Do apelu dołączają architekci. - Czytając ten projekt, byliśmy przekonani, że dotyczy on tak budynków istniejących i ich przystosowania, jak i nowo projektowanych. Już w tej chwili trwają prace nad projektami, dla których o pozwolenia na budowę inwestorzy wystąpią po 1 stycznia 2026, dlatego w pracach nad nimi musimy brać pod uwagę wymogi, jakie muszą spełnić MDS. Wiedza o tym jest też niezbędna dla oszacowania kosztów inwestycji. Dlatego powinniśmy, jak najszybciej poznać warunki techniczne dla MDS-ów w nowych budynkach – mówi architekt Mariusz Ścisło, ekspert ds. legislacji Stowarzyszenia Architektów RP.

Spółdzielnie mieszkaniowe wolą się nie wychylać

Informacja o tym, że projekt rozporządzenia w sprawie warunków, jakie powinny spełniać MDS-y, dotyczy budynków istniejących, zaskoczyła też spółdzielnie.Nie do końca wiedzą, w jaki sposób mieliby się dostosować do niektórych wymagań.

- Rozumiem konieczność wykonania remontu czy przebudowy, ale dokonywanie zmian konstrukcyjnych, aby np. zapewnić wymaganą grubość stropu w budynkach istniejących, trudno mi sobie wyobrazić. W tym kontekście obawiam się, że właściciele, użytkownicy wieczyści i zarządcy obiektu budowlanego, który przed wejściem w życie ustawy o ochronie ludności pełnił funkcję budowli ochronnej, będą się obawiali powiadamiać o tym gminy, na co mają czas do końca marca – mówi reprezentujący spółdzielnie mieszkaniowe dr Piotr Pałka, radca prawny, wspólnik Derc Pałka Kancelaria Radców Prawnych.

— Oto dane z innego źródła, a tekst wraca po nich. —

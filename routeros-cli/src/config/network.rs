//! Hierarchical configuration text parsing, comparison and dumping.

use std::collections::HashSet;

use regex::Regex;

use super::line::ConfigLine;
use super::{DiffMatch, DiffReplace, DumpFormat};
use crate::error::ConfigError;

/// How configuration text is split into items.
#[derive(Debug, Clone, PartialEq, Eq)]
pub struct ParserOptions {
    /// Spaces per nesting level when dumping in block format.
    pub indent: usize,

    /// Lines starting with any of these are comments.
    pub comment_tokens: Vec<String>,

    /// Unindented lines starting with this character open a section that
    /// parents every following line until the next section.
    pub section_prefix: Option<char>,

    /// A line ending in this character continues on the next line.
    pub continuation: Option<char>,
}

impl Default for ParserOptions {
    fn default() -> Self {
        Self {
            indent: 1,
            comment_tokens: vec!["!".to_string()],
            section_prefix: None,
            continuation: None,
        }
    }
}

impl ParserOptions {
    /// Settings for RouterOS `/export` output.
    ///
    /// ```text
    /// # model = RB3011UiAS
    /// /ip address
    /// add address=192.168.88.1/24 comment=defconf interface=bridge \
    ///     network=192.168.88.0
    /// ```
    pub fn routeros() -> Self {
        Self {
            indent: 1,
            comment_tokens: vec!["#".to_string()],
            section_prefix: Some('/'),
            continuation: Some('\\'),
        }
    }
}

/// An ordered, parsed configuration.
#[derive(Debug, Clone, Default)]
pub struct NetworkConfig {
    options: ParserOptions,
    ignore_lines: Vec<Regex>,
    items: Vec<ConfigLine>,
}

impl NetworkConfig {
    /// Create an empty configuration with the given parser settings.
    pub fn new(options: ParserOptions) -> Self {
        Self {
            options,
            ignore_lines: Vec::new(),
            items: Vec::new(),
        }
    }

    /// Parse `contents` in one go.
    pub fn parse(contents: &str, options: ParserOptions) -> Self {
        let mut config = Self::new(options);
        config.load(contents);
        config
    }

    /// Skip lines matching any of `patterns` when loading.
    pub fn with_ignore_lines<S: AsRef<str>>(mut self, patterns: &[S]) -> Result<Self, ConfigError> {
        for pattern in patterns {
            let pattern = pattern.as_ref();
            let regex = Regex::new(pattern).map_err(|source| ConfigError::InvalidIgnorePattern {
                pattern: pattern.to_string(),
                source,
            })?;
            self.ignore_lines.push(regex);
        }
        Ok(self)
    }

    /// Replace the items with the parse of `contents`.
    pub fn load(&mut self, contents: &str) {
        self.items = self.parse_items(contents);
    }

    /// Parsed items in source order.
    pub fn items(&self) -> &[ConfigLine] {
        &self.items
    }

    /// Number of items.
    pub fn len(&self) -> usize {
        self.items.len()
    }

    /// Whether there are no items.
    pub fn is_empty(&self) -> bool {
        self.items.is_empty()
    }

    /// Parser settings.
    pub fn options(&self) -> &ParserOptions {
        &self.options
    }

    /// Items strictly beneath `path`; every item for an empty path.
    pub fn block(&self, path: &[String]) -> Vec<&ConfigLine> {
        self.items
            .iter()
            .filter(|item| path.is_empty() || item.is_under(path))
            .collect()
    }

    /// Find the item at `path` (parents followed by the item's own text).
    pub fn find(&self, path: &[String]) -> Option<&ConfigLine> {
        let (text, parents) = path.split_last()?;
        self.items
            .iter()
            .find(|item| item.text == *text && item.parents == parents)
    }

    /// Items needed to bring `other` in line with this configuration.
    ///
    /// Each update is preceded by its ancestors, every ancestor emitted once.
    pub fn difference(
        &self,
        other: &NetworkConfig,
        path: &[String],
        diff_match: DiffMatch,
        diff_replace: DiffReplace,
    ) -> Vec<ConfigLine> {
        let ours = self.block(path);
        let theirs = other.block(path);

        let mut updates: Vec<&ConfigLine> = match diff_match {
            DiffMatch::Line => ours
                .iter()
                .copied()
                .filter(|item| !theirs.contains(item))
                .collect(),
            DiffMatch::Strict => ours
                .iter()
                .enumerate()
                .filter(|(idx, item)| theirs.get(*idx).is_none_or(|t| t.text != item.text))
                .map(|(_, item)| *item)
                .collect(),
            DiffMatch::Exact => {
                if ours.len() != theirs.len() || ours.iter().zip(&theirs).any(|(a, b)| a != b) {
                    ours
                } else {
                    Vec::new()
                }
            }
            DiffMatch::None => ours,
        };

        if diff_replace == DiffReplace::Block {
            updates = self.expand_blocks(&updates);
        }

        self.with_ancestors(&updates)
    }

    /// Dump every item in `format`.
    pub fn dumps(&self, format: DumpFormat) -> String {
        dumps(&self.items, format, self.options.indent)
    }

    /// Replace each update with the whole top-level block containing it.
    fn expand_blocks<'a>(&'a self, updates: &[&'a ConfigLine]) -> Vec<&'a ConfigLine> {
        let mut roots: Vec<String> = Vec::new();
        for item in updates {
            let root = item.parents.first().unwrap_or(&item.text);
            if !roots.contains(root) {
                roots.push(root.clone());
            }
        }

        let mut expanded = Vec::new();
        for root in &roots {
            let root_path = std::slice::from_ref(root);
            expanded.extend(
                self.items
                    .iter()
                    .filter(|item| (item.text == *root && !item.has_parents()) || item.is_under(root_path)),
            );
        }
        expanded
    }

    fn with_ancestors(&self, updates: &[&ConfigLine]) -> Vec<ConfigLine> {
        let mut visited: HashSet<Vec<String>> = HashSet::new();
        let mut expanded = Vec::new();

        for item in updates {
            for depth in 0..item.parents.len() {
                let ancestor_path = &item.parents[..=depth];
                if visited.insert(ancestor_path.to_vec()) {
                    let ancestor = self.find(ancestor_path).cloned().unwrap_or_else(|| {
                        ConfigLine::with_parents(
                            item.parents[depth].clone(),
                            item.parents[..depth].to_vec(),
                            depth,
                        )
                    });
                    expanded.push(ancestor);
                }
            }
            if visited.insert(item.path()) {
                expanded.push((*item).clone());
            }
        }

        expanded
    }

    fn is_ignored(&self, text: &str) -> bool {
        self.options
            .comment_tokens
            .iter()
            .any(|token| text.starts_with(token.as_str()))
            || self.ignore_lines.iter().any(|re| re.is_match(text))
    }

    fn parse_items(&self, contents: &str) -> Vec<ConfigLine> {
        let mut items = Vec::new();
        let mut section: Option<String> = None;
        let mut ancestors: Vec<(usize, String)> = Vec::new();

        for line in logical_lines(contents, self.options.continuation) {
            let text = line.trim();
            if text.is_empty() || self.is_ignored(text) {
                continue;
            }

            let indent = line.len() - line.trim_start().len();
            let opens_section = indent == 0
                && self
                    .options
                    .section_prefix
                    .is_some_and(|prefix| text.starts_with(prefix));

            if opens_section {
                section = Some(text.to_string());
                ancestors.clear();
                items.push(ConfigLine {
                    text: text.to_string(),
                    raw: line.clone(),
                    parents: Vec::new(),
                    level: 0,
                });
                continue;
            }

            while ancestors.last().is_some_and(|(depth, _)| *depth >= indent) {
                ancestors.pop();
            }

            let parents = section
                .iter()
                .cloned()
                .chain(ancestors.iter().map(|(_, text)| text.clone()))
                .collect();

            items.push(ConfigLine {
                text: text.to_string(),
                raw: line.clone(),
                parents,
                level: ancestors.len(),
            });
            ancestors.push((indent, text.to_string()));
        }

        items
    }
}

/// Serialize items.
///
/// - `Commands`: one command text per line, no indentation
/// - `Block`: indented by nesting level, re-parses to the same items
/// - `Raw`: source lines as loaded
pub fn dumps(items: &[ConfigLine], format: DumpFormat, indent: usize) -> String {
    let lines: Vec<String> = match format {
        DumpFormat::Commands => items.iter().map(|item| item.text.clone()).collect(),
        DumpFormat::Block => items
            .iter()
            .map(|item| format!("{}{}", " ".repeat(indent * item.level), item.text))
            .collect(),
        DumpFormat::Raw => items.iter().map(|item| item.raw.clone()).collect(),
    };
    lines.join("\n")
}

/// Split text into lines, joining continuation lines.
fn logical_lines(contents: &str, continuation: Option<char>) -> Vec<String> {
    let mut lines = Vec::new();
    let mut pending: Option<String> = None;

    for line in contents.lines() {
        let line = line.trim_end_matches('\r');
        let joined = match pending.take() {
            Some(mut acc) => {
                acc.push_str(line.trim_start());
                acc
            }
            None => line.to_string(),
        };

        match continuation {
            Some(marker) if joined.trim_end().ends_with(marker) => {
                let trimmed = joined.trim_end();
                pending = Some(trimmed[..trimmed.len() - marker.len_utf8()].to_string());
            }
            _ => lines.push(joined),
        }
    }

    if let Some(acc) = pending {
        lines.push(acc);
    }
    lines
}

Spółdzielnie mogą być tym bardziej nieskore do informowania o budowlach ochronnych, że przepisy nie przewidują żadnych sankcji za brak powiadomienia gminy.

- Część osób na pewno pomyśli, że lepiej się nie wychylać, żeby nie narazić wspólnoty czy spółdzielni na koszt dostosowania obiektu do wymogów rozporządzenia. Jak wiemy z ustawy, gmina ma pokryć do 100 proc. poniesionych nakładów, a „do” może oznaczać, że pokryje np. 10 proc. – zauważa dr Pałka.

Niewystarczająca ochrona w miejscach doraźnego schronienia

W gronie zaskoczonych przedmiotem projektu rozporządzenia jest też Stowarzyszenie Instytut Budownictwa Ochronnego. Zespół jego ekspertów, w formie uwag do projektu, przedstawił propozycje dużo surowszych wymagań dotyczących miejsc schronienia.

- Powinniśmy mieć świadomość, że kraje zachodnie nie idą w realizację obiektów tak niskiej odporności, jak MDS-y. Szwajcaria czy Finlandia stawiają na schrony. Finowie budują na osiedlach samodzielne budowle, które w czasie pokoju pełnią różne funkcje dla ich mieszkańców, a w przypadku zagrożenia wojennego staną się bezpiecznymi schronami. Nasze MDS-y dadzą w takiej sytuacji minimalną ochronę, ale chodzi nam o to, aby nie była ona iluzoryczna i stąd nasze uwagi, które można, przynajmniej w części, wykorzystać w istniejących budynkach – mówi Franciszek Wołoch, wiceprezes stowarzyszenia.

Wiceminister Leśniakiewicz odpowiada, że ministerialny projekt rozporządzenia powstał z udziałem ekspertów z Politechniki Warszawskiej i Poznańskiej oraz Wojskowej Akademii Technicznej.

- Oni we współpracy z naszymi ekspertami uznali te wymogi za wystarczające. Rozumiem, że SIBO chciałoby zagwarantowania większego bezpieczeństwa i pójdziemy w tym kierunku w nowych budynkach – odpowiada Wiesław Leśniakiewicz.